Saved data entries
-*-
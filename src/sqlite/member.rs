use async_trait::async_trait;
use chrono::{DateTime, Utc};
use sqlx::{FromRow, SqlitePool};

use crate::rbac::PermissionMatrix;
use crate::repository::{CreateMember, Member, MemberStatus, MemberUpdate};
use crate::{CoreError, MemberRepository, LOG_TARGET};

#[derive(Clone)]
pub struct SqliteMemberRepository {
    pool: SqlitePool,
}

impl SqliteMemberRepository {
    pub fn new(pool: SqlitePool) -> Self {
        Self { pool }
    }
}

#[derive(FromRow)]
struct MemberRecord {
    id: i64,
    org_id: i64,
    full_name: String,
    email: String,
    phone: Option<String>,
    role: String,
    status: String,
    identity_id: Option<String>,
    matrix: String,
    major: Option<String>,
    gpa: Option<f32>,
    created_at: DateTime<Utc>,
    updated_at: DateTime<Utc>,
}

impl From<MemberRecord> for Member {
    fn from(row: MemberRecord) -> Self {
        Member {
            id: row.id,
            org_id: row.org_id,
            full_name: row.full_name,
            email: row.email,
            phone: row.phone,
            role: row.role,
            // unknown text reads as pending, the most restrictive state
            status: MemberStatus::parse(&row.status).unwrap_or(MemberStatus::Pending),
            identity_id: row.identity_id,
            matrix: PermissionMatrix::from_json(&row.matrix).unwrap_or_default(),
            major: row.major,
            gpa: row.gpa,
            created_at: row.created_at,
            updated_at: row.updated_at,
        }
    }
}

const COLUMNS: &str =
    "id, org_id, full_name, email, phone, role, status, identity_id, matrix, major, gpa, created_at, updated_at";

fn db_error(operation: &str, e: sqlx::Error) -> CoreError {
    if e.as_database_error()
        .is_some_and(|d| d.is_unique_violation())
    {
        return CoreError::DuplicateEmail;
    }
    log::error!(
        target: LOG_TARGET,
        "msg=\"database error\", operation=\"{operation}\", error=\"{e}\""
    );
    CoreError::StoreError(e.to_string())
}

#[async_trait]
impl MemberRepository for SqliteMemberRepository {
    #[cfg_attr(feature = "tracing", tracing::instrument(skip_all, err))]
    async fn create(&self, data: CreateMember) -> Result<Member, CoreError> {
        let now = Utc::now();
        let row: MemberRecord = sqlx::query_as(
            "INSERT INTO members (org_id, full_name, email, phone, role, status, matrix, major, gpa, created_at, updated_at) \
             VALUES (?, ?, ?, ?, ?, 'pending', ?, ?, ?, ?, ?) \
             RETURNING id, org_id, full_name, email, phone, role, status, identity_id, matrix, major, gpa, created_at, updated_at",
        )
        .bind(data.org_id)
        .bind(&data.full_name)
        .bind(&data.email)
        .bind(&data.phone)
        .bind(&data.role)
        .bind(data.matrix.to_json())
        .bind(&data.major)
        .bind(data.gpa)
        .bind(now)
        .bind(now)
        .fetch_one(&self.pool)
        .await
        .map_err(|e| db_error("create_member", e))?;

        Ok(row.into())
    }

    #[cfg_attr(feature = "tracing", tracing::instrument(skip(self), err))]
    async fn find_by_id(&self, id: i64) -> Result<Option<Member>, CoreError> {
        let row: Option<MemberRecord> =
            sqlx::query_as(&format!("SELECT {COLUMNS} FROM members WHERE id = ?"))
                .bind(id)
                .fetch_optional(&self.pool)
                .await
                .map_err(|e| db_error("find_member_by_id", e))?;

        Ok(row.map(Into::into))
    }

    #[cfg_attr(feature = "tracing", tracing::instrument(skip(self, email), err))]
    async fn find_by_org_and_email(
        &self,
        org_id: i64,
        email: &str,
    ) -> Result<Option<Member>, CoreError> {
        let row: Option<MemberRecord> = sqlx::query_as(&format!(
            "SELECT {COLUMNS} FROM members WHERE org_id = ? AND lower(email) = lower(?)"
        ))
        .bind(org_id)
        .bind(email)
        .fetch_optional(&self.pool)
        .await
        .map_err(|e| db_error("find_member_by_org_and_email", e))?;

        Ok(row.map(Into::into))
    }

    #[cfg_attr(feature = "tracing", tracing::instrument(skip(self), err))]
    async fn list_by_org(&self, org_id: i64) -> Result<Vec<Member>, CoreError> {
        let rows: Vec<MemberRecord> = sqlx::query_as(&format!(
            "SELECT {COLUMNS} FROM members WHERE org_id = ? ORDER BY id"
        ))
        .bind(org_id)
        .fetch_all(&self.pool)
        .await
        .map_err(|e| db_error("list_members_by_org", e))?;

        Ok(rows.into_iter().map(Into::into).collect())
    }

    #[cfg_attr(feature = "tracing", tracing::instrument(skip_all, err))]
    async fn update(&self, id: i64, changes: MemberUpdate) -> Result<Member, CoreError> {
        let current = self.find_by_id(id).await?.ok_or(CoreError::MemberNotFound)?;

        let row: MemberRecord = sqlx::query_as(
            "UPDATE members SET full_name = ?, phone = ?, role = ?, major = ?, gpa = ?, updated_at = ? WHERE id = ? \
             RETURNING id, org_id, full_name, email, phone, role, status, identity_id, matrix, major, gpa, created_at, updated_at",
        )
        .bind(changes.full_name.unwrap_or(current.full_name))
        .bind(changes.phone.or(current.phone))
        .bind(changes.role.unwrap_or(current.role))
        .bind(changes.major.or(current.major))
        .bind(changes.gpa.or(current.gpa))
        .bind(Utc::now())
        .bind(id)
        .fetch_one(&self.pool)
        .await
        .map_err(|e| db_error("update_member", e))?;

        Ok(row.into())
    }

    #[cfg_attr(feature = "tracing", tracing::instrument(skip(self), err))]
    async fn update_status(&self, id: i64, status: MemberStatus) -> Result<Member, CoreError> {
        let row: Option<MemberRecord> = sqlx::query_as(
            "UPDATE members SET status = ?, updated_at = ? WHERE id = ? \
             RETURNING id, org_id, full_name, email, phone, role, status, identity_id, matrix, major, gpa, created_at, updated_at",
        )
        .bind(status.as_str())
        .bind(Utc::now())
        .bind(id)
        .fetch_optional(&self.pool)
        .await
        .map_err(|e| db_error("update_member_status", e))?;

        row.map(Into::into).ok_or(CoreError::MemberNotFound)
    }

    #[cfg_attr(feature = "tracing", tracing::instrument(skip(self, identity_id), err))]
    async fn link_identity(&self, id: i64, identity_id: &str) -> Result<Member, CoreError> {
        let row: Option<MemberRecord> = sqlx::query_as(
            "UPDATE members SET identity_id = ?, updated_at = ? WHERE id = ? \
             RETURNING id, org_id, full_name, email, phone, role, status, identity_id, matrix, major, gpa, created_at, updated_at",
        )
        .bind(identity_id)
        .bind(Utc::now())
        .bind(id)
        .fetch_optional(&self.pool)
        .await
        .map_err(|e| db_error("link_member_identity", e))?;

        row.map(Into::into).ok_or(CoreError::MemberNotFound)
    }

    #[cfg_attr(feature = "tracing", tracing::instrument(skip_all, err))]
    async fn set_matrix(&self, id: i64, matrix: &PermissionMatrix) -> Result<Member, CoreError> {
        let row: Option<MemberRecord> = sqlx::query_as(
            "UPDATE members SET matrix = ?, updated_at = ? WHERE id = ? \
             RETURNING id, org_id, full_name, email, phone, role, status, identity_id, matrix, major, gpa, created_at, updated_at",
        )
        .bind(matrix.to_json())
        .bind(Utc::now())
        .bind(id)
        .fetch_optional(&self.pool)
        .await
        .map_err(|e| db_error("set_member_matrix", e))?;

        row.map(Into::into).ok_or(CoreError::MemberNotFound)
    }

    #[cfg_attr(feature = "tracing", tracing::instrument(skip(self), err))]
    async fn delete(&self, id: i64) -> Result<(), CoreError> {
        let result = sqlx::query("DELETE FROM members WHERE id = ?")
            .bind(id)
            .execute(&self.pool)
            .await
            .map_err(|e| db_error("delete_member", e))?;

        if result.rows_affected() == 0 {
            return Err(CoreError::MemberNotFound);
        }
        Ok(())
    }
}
-*-
> [WORK REQUIRED]: Search the entries above for "MemberStatus". Return every line that has it.

> [SOLVED EXERCISE]:
use crate::repository::{CreateMember, Member, MemberStatus, MemberUpdate};
            status: MemberStatus::parse(&row.status).unwrap_or(MemberStatus::Pending),
    async fn update_status(&self, id: i64, status: MemberStatus) -> Result<Member, CoreError> {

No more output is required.